## YOUR ASSIGNMENT
Report back every line from the entries below in which the word "outcome" occurs.

───── DATASET RECORDS ─────

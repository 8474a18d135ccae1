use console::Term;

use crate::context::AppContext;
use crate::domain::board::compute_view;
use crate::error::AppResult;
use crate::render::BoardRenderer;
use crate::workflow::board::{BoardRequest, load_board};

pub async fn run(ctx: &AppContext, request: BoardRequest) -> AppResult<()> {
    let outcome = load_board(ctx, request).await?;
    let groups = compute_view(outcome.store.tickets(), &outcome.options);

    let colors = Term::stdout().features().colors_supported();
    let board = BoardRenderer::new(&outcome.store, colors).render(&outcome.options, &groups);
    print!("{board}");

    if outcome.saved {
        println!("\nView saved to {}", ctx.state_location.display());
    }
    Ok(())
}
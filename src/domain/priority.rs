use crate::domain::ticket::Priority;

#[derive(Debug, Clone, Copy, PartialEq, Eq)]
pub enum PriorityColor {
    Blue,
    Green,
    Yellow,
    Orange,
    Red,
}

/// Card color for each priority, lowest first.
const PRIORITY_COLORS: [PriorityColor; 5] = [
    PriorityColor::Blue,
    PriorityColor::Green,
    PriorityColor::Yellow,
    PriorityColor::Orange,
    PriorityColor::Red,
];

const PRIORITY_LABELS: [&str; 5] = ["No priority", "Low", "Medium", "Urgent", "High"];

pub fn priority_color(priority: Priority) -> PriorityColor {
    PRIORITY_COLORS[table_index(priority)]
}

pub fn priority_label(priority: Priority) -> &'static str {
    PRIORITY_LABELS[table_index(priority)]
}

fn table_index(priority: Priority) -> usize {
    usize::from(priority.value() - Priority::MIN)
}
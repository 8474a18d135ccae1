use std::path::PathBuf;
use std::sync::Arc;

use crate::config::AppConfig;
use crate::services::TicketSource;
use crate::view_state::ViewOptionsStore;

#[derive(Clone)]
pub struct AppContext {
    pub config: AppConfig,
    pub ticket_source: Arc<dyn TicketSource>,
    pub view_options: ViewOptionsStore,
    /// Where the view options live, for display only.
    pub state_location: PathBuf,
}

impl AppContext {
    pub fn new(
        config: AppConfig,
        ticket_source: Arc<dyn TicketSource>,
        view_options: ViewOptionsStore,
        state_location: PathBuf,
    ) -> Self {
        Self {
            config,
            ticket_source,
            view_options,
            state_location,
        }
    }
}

─────

## ANSWER TO THE PROBLEM
    let outcome = load_board(ctx, request).await?;
    let groups = compute_view(outcome.store.tickets(), &outcome.options);
    let board = BoardRenderer::new(&outcome.store, colors).render(&outcome.options, &groups);
    if outcome.saved {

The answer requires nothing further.